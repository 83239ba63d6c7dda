//! Serves local-backend objects behind HMAC-signed, expiring links.

use crate::error::{ErrorResponse, HttpAppError};
use crate::state::AppState;
use axum::{
    body::Body,
    extract::{Path, Query, State},
    http::{header, StatusCode},
    response::{IntoResponse, Response},
    Json,
};
use serde::Deserialize;
use std::sync::Arc;
use zipme_core::constants::ARCHIVE_CONTENT_TYPE;
use zipme_core::AppError;
use zipme_services::transfer::FILE_NOT_FOUND;
use zipme_storage::{SignatureError, StorageError};

#[derive(Debug, Deserialize)]
pub struct SignedFileQuery {
    pub expires: Option<u64>,
    pub signature: Option<String>,
}

fn signature_rejection(err: SignatureError) -> Response {
    let (status, code, message) = match err {
        SignatureError::Expired => (
            StatusCode::GONE,
            "LINK_EXPIRED",
            "This download link has expired",
        ),
        SignatureError::Malformed | SignatureError::Invalid => (
            StatusCode::FORBIDDEN,
            "INVALID_SIGNATURE",
            "Invalid download link",
        ),
    };
    (status, Json(ErrorResponse::new(message, code))).into_response()
}

#[tracing::instrument(skip(state, query), fields(operation = "serve_signed_file"))]
pub async fn serve_signed_file(
    State(state): State<Arc<AppState>>,
    Path(key): Path<String>,
    Query(query): Query<SignedFileQuery>,
) -> Result<Response, HttpAppError> {
    let Some(signer) = state.url_signer.as_ref() else {
        return Err(AppError::NotFound(FILE_NOT_FOUND.to_string()).into());
    };

    let (Some(expires), Some(signature)) = (query.expires, query.signature.as_deref()) else {
        return Ok(signature_rejection(SignatureError::Malformed));
    };
    if let Err(e) = signer.verify(&key, expires, signature) {
        tracing::debug!(key = %key, error = %e, "Rejected signed storage link");
        return Ok(signature_rejection(e));
    }

    let data = state.storage.download(&key).await.map_err(|e| match e {
        StorageError::NotFound(_) | StorageError::InvalidKey(_) => {
            AppError::NotFound(FILE_NOT_FOUND.to_string())
        }
        other => AppError::Storage(other.to_string()),
    })?;

    let file_name = key.rsplit('/').next().unwrap_or(key.as_str());
    let content_type = if file_name.ends_with(".zip") {
        ARCHIVE_CONTENT_TYPE
    } else {
        "application/octet-stream"
    };

    tracing::info!(key = %key, size_bytes = data.len(), "Serving signed file");

    let response = Response::builder()
        .status(StatusCode::OK)
        .header(header::CONTENT_TYPE, content_type)
        .header(
            header::CONTENT_DISPOSITION,
            format!("attachment; filename=\"{}\"", file_name),
        )
        .header(header::CACHE_CONTROL, "private, no-store")
        .body(Body::from(data))
        .map_err(|e| {
            tracing::error!(error = %e, "Failed to build response");
            HttpAppError::from(AppError::Internal(e.to_string()))
        })?;

    Ok(response)
}
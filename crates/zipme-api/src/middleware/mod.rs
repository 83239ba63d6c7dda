pub mod error_details;
pub mod request_id;

pub use error_details::{error_details_middleware, ErrorDetailPolicy};
pub use request_id::{request_id_middleware, RequestId, REQUEST_ID_HEADER};
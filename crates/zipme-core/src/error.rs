//! Error types module
//!
//! Every failure of the transfer workflow is expressed as an `AppError`. The six
//! workflow variants (`Validation`, `Staging`, `Notification`, `NotFound`, `Expired`,
//! `Promotion`) are terminal for the request that produced them; nothing is retried
//! automatically. `ErrorMetadata` describes how each variant is presented to callers.

use std::io;

/// Log level for error reporting
#[derive(Debug, Clone, Copy, PartialEq, Eq)]
pub enum LogLevel {
    /// Debug level - for expected errors like validation failures
    Debug,
    /// Warning level - for recoverable issues
    Warn,
    /// Error level - for unexpected failures
    Error,
}

/// Metadata for error responses - defines how an error should be presented
pub trait ErrorMetadata {
    /// HTTP status code to return
    fn http_status_code(&self) -> u16;

    /// Machine-readable error code (e.g., "STAGING_ERROR")
    fn error_code(&self) -> &'static str;

    /// Whether the user can succeed by repeating the action
    fn is_recoverable(&self) -> bool;

    /// Client-facing message (may differ from internal error message)
    fn client_message(&self) -> String;

    /// Whether details should be hidden from clients
    fn is_sensitive(&self) -> bool;

    /// Log level for this error
    fn log_level(&self) -> LogLevel;
}

#[derive(Debug, thiserror::Error)]
pub enum AppError {
    #[error("Validation error: {0}")]
    Validation(String),

    #[error("Staging error: {0}")]
    Staging(String),

    #[error("Notification error: {0}")]
    Notification(String),

    #[error("Not found: {0}")]
    NotFound(String),

    #[error("Verification link expired: created {elapsed_secs}s ago, valid for {ttl_secs}s")]
    Expired { elapsed_secs: i64, ttl_secs: i64 },

    #[error("Promotion error: {0}")]
    Promotion(String),

    #[error("Invalid input: {0}")]
    InvalidInput(String),

    #[error("Payload too large: {0}")]
    PayloadTooLarge(String),

    #[error("Storage error: {0}")]
    Storage(String),

    #[error("Internal error: {0}")]
    Internal(String),

    #[error("Internal error with source")]
    InternalWithSource {
        message: String,
        #[source]
        source: anyhow::Error,
    },
}

impl From<anyhow::Error> for AppError {
    fn from(err: anyhow::Error) -> Self {
        AppError::InternalWithSource {
            message: err.to_string(),
            source: err,
        }
    }
}

impl From<io::Error> for AppError {
    fn from(err: io::Error) -> Self {
        AppError::Internal(format!("IO error: {}", err))
    }
}

impl From<serde_json::Error> for AppError {
    fn from(err: serde_json::Error) -> Self {
        AppError::InvalidInput(format!("JSON parsing error: {}", err))
    }
}

/// Static metadata for each variant: (http_status, error_code, recoverable, sensitive, log_level).
fn app_error_static_metadata(err: &AppError) -> (u16, &'static str, bool, bool, LogLevel) {
    match err {
        AppError::Validation(_) => (400, "VALIDATION_ERROR", true, false, LogLevel::Debug),
        AppError::Staging(_) => (500, "STAGING_ERROR", true, true, LogLevel::Error),
        AppError::Notification(_) => (502, "NOTIFICATION_ERROR", true, true, LogLevel::Error),
        AppError::NotFound(_) => (404, "NOT_FOUND", false, false, LogLevel::Debug),
        AppError::Expired { .. } => (410, "EXPIRED", false, false, LogLevel::Debug),
        AppError::Promotion(_) => (500, "PROMOTION_ERROR", true, true, LogLevel::Error),
        AppError::InvalidInput(_) => (400, "INVALID_INPUT", false, false, LogLevel::Debug),
        AppError::PayloadTooLarge(_) => (413, "PAYLOAD_TOO_LARGE", false, false, LogLevel::Debug),
        AppError::Storage(_) => (500, "STORAGE_ERROR", true, true, LogLevel::Error),
        AppError::Internal(_) | AppError::InternalWithSource { .. } => {
            (500, "INTERNAL_ERROR", true, true, LogLevel::Error)
        }
    }
}

impl ErrorMetadata for AppError {
    fn http_status_code(&self) -> u16 {
        app_error_static_metadata(self).0
    }

    fn error_code(&self) -> &'static str {
        app_error_static_metadata(self).1
    }

    fn is_recoverable(&self) -> bool {
        app_error_static_metadata(self).2
    }

    fn client_message(&self) -> String {
        match self {
            AppError::Validation(msg)
            | AppError::NotFound(msg)
            | AppError::InvalidInput(msg)
            | AppError::PayloadTooLarge(msg) => msg.clone(),
            AppError::Expired { .. } => {
                "The verification link has expired. Please send your files again.".to_string()
            }
            AppError::Staging(_) => "Failed to store your files. Please try again.".to_string(),
            AppError::Notification(_) => {
                "Failed to send the email. Please try again.".to_string()
            }
            AppError::Promotion(_) => {
                "Failed to finalize the transfer. Please open the verification link again."
                    .to_string()
            }
            AppError::Storage(_) | AppError::Internal(_) | AppError::InternalWithSource { .. } => {
                "An unexpected error occurred".to_string()
            }
        }
    }

    fn is_sensitive(&self) -> bool {
        app_error_static_metadata(self).3
    }

    fn log_level(&self) -> LogLevel {
        app_error_static_metadata(self).4
    }
}

impl AppError {
    /// Variant name, used as a structured logging field.
    pub fn error_type(&self) -> &'static str {
        match self {
            AppError::Validation(_) => "Validation",
            AppError::Staging(_) => "Staging",
            AppError::Notification(_) => "Notification",
            AppError::NotFound(_) => "NotFound",
            AppError::Expired { .. } => "Expired",
            AppError::Promotion(_) => "Promotion",
            AppError::InvalidInput(_) => "InvalidInput",
            AppError::PayloadTooLarge(_) => "PayloadTooLarge",
            AppError::Storage(_) => "Storage",
            AppError::Internal(_) => "Internal",
            AppError::InternalWithSource { .. } => "InternalWithSource",
        }
    }

    /// Full message including the source chain, for logs and non-production responses.
    pub fn detailed_message(&self) -> String {
        match self {
            AppError::InternalWithSource { message, source } => {
                format!("{}: {:#}", message, source)
            }
            other => other.to_string(),
        }
    }
}
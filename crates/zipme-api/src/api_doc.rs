//! OpenAPI documentation, served at `/api/openapi.json`.

use utoipa::OpenApi;

use crate::error;
use crate::handlers;

#[derive(OpenApi)]
#[openapi(
    info(
        title = "ZipMe API",
        version = "0.1.0",
        description = "Temporary file sharing. Uploaded files are zipped and held until the sender verifies their email address; the recipient then gets a download link valid for 24 hours."
    ),
    paths(
        handlers::transfers::create_transfer,
        handlers::transfers::get_download_url,
        handlers::transfers::download_redirect,
        handlers::verify::verify_transfer,
        handlers::health::health_check,
        handlers::health::liveness_check,
    ),
    components(
        schemas(
            handlers::transfers::TransferResponse,
            handlers::transfers::DownloadUrlResponse,
            handlers::health::HealthCheckResponse,
            error::ErrorResponse,
        )
    ),
    tags(
        (name = "transfers", description = "Submit files, verify the sender, and retrieve download links"),
        (name = "health", description = "Liveness and storage health checks")
    )
)]
pub struct ApiDoc;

——

### Exercise goal
Where does the string "else" occur in the listing above? Return every line that contains it.

### Answer to this task
    let Some(signer) = state.url_signer.as_ref() else {
    let (Some(expires), Some(signature)) = (query.expires, query.signature.as_deref()) else {
    } else {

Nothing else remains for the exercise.